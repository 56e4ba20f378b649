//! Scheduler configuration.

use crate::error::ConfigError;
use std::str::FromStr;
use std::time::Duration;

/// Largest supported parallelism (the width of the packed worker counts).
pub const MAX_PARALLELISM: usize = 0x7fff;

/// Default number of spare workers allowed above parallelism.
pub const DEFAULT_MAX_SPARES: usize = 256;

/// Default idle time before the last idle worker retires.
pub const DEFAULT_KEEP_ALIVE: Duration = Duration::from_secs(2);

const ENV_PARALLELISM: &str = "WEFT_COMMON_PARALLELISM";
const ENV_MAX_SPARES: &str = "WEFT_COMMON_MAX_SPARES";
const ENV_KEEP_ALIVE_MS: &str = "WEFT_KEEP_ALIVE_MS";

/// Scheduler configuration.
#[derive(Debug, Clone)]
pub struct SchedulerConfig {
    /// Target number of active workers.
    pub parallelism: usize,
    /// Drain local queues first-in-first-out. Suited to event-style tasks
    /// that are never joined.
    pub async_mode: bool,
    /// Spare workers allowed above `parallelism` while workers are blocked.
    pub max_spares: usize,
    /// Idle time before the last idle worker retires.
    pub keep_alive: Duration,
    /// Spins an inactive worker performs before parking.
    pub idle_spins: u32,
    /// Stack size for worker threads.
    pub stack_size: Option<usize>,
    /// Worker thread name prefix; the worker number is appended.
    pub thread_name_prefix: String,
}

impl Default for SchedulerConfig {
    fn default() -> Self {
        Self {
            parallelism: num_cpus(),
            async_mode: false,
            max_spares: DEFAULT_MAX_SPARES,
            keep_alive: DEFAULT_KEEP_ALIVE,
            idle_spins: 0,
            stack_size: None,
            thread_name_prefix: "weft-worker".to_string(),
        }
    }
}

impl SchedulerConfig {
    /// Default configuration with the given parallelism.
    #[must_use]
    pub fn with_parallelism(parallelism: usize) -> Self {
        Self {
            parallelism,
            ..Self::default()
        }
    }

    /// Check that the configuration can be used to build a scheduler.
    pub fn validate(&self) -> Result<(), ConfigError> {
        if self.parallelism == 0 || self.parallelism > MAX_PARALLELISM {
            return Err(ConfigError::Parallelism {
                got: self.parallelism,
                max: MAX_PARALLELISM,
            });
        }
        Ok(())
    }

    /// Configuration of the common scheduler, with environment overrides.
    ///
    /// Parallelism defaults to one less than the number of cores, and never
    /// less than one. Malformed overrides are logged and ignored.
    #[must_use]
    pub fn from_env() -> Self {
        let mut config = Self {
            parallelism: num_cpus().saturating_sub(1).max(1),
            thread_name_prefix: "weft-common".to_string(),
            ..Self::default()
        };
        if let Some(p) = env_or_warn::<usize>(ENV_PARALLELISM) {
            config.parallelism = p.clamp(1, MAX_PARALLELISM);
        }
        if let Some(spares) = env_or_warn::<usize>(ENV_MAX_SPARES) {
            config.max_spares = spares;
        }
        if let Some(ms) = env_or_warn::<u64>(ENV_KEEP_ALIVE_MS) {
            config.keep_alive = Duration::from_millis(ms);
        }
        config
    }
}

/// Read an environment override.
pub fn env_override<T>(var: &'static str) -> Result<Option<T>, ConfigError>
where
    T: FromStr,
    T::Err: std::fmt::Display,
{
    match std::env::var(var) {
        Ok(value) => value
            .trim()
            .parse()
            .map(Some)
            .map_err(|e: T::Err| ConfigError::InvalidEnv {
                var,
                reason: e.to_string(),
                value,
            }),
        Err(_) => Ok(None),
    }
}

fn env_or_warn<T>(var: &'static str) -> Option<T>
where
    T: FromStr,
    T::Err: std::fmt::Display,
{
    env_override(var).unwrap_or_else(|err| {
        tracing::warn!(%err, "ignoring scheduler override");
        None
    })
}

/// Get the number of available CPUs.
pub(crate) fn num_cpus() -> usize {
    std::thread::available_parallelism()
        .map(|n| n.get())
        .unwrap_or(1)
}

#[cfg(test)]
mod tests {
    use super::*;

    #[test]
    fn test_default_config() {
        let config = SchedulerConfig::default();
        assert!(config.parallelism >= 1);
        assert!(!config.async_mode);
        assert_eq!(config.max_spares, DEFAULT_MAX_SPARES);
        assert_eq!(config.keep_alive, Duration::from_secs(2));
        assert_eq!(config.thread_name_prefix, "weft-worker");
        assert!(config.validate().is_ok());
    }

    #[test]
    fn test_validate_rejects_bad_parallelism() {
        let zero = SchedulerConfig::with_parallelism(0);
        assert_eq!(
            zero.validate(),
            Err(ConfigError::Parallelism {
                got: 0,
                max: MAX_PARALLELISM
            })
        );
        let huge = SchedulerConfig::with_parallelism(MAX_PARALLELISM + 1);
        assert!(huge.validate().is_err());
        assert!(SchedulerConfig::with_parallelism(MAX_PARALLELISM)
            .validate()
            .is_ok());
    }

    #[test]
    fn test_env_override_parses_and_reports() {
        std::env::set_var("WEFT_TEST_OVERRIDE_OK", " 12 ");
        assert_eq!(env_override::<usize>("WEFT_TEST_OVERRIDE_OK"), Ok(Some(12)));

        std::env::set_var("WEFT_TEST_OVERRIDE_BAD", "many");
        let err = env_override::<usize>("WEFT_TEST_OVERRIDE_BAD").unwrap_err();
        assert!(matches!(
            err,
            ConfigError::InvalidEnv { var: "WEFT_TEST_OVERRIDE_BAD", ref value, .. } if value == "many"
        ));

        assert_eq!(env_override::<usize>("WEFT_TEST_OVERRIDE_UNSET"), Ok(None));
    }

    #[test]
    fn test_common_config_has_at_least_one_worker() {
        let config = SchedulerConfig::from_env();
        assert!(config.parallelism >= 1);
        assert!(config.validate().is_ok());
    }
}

=====

## Exercise aim
Your job is to give the data above again exactly, in full.

## Exercise solution
repository 56e4ba20f378b649
//! Scheduler configuration.

use crate::error::ConfigError;
use std::str::FromStr;
use std::time::Duration;

/// Largest supported parallelism (the width of the packed worker counts).
pub const MAX_PARALLELISM: usize = 0x7fff;

/// Default number of spare workers allowed above parallelism.
pub const DEFAULT_MAX_SPARES: usize = 256;

/// Default idle time before the last idle worker retires.
pub const DEFAULT_KEEP_ALIVE: Duration = Duration::from_secs(2);

const ENV_PARALLELISM: &str = "WEFT_COMMON_PARALLELISM";
const ENV_MAX_SPARES: &str = "WEFT_COMMON_MAX_SPARES";
const ENV_KEEP_ALIVE_MS: &str = "WEFT_KEEP_ALIVE_MS";

/// Scheduler configuration.
#[derive(Debug, Clone)]
pub struct SchedulerConfig {
    /// Target number of active workers.
    pub parallelism: usize,
    /// Drain local queues first-in-first-out. Suited to event-style tasks
    /// that are never joined.
    pub async_mode: bool,
    /// Spare workers allowed above `parallelism` while workers are blocked.
    pub max_spares: usize,
    /// Idle time before the last idle worker retires.
    pub keep_alive: Duration,
    /// Spins an inactive worker performs before parking.
    pub idle_spins: u32,
    /// Stack size for worker threads.
    pub stack_size: Option<usize>,
    /// Worker thread name prefix; the worker number is appended.
    pub thread_name_prefix: String,
}

impl Default for SchedulerConfig {
    fn default() -> Self {
        Self {
            parallelism: num_cpus(),
            async_mode: false,
            max_spares: DEFAULT_MAX_SPARES,
            keep_alive: DEFAULT_KEEP_ALIVE,
            idle_spins: 0,
            stack_size: None,
            thread_name_prefix: "weft-worker".to_string(),
        }
    }
}

impl SchedulerConfig {
    /// Default configuration with the given parallelism.
    #[must_use]
    pub fn with_parallelism(parallelism: usize) -> Self {
        Self {
            parallelism,
            ..Self::default()
        }
    }

    /// Check that the configuration can be used to build a scheduler.
    pub fn validate(&self) -> Result<(), ConfigError> {
        if self.parallelism == 0 || self.parallelism > MAX_PARALLELISM {
            return Err(ConfigError::Parallelism {
                got: self.parallelism,
                max: MAX_PARALLELISM,
            });
        }
        Ok(())
    }

    /// Configuration of the common scheduler, with environment overrides.
    ///
    /// Parallelism defaults to one less than the number of cores, and never
    /// less than one. Malformed overrides are logged and ignored.
    #[must_use]
    pub fn from_env() -> Self {
        let mut config = Self {
            parallelism: num_cpus().saturating_sub(1).max(1),
            thread_name_prefix: "weft-common".to_string(),
            ..Self::default()
        };
        if let Some(p) = env_or_warn::<usize>(ENV_PARALLELISM) {
            config.parallelism = p.clamp(1, MAX_PARALLELISM);
        }
        if let Some(spares) = env_or_warn::<usize>(ENV_MAX_SPARES) {
            config.max_spares = spares;
        }
        if let Some(ms) = env_or_warn::<u64>(ENV_KEEP_ALIVE_MS) {
            config.keep_alive = Duration::from_millis(ms);
        }
        config
    }
}

/// Read an environment override.
pub fn env_override<T>(var: &'static str) -> Result<Option<T>, ConfigError>
where
    T: FromStr,
    T::Err: std::fmt::Display,
{
    match std::env::var(var) {
        Ok(value) => value
            .trim()
            .parse()
            .map(Some)
            .map_err(|e: T::Err| ConfigError::InvalidEnv {
                var,
                reason: e.to_string(),
                value,
            }),
        Err(_) => Ok(None),
    }
}

fn env_or_warn<T>(var: &'static str) -> Option<T>
where
    T: FromStr,
    T::Err: std::fmt::Display,
{
    env_override(var).unwrap_or_else(|err| {
        tracing::warn!(%err, "ignoring scheduler override");
        None
    })
}

/// Get the number of available CPUs.
pub(crate) fn num_cpus() -> usize {
    std::thread::available_parallelism()
        .map(|n| n.get())
        .unwrap_or(1)
}

#[cfg(test)]
mod tests {
    use super::*;

    #[test]
    fn test_default_config() {
        let config = SchedulerConfig::default();
        assert!(config.parallelism >= 1);
        assert!(!config.async_mode);
        assert_eq!(config.max_spares, DEFAULT_MAX_SPARES);
        assert_eq!(config.keep_alive, Duration::from_secs(2));
        assert_eq!(config.thread_name_prefix, "weft-worker");
        assert!(config.validate().is_ok());
    }

    #[test]
    fn test_validate_rejects_bad_parallelism() {
        let zero = SchedulerConfig::with_parallelism(0);
        assert_eq!(
            zero.validate(),
            Err(ConfigError::Parallelism {
                got: 0,
                max: MAX_PARALLELISM
            })
        );
        let huge = SchedulerConfig::with_parallelism(MAX_PARALLELISM + 1);
        assert!(huge.validate().is_err());
        assert!(SchedulerConfig::with_parallelism(MAX_PARALLELISM)
            .validate()
            .is_ok());
    }

    #[test]
    fn test_env_override_parses_and_reports() {
        std::env::set_var("WEFT_TEST_OVERRIDE_OK", " 12 ");
        assert_eq!(env_override::<usize>("WEFT_TEST_OVERRIDE_OK"), Ok(Some(12)));

        std::env::set_var("WEFT_TEST_OVERRIDE_BAD", "many");
        let err = env_override::<usize>("WEFT_TEST_OVERRIDE_BAD").unwrap_err();
        assert!(matches!(
            err,
            ConfigError::InvalidEnv { var: "WEFT_TEST_OVERRIDE_BAD", ref value, .. } if value == "many"
        ));

        assert_eq!(env_override::<usize>("WEFT_TEST_OVERRIDE_UNSET"), Ok(None));
    }

    #[test]
    fn test_common_config_has_at_least_one_worker() {
        let config = SchedulerConfig::from_env();
        assert!(config.parallelism >= 1);
        assert!(config.validate().is_ok());
    }
}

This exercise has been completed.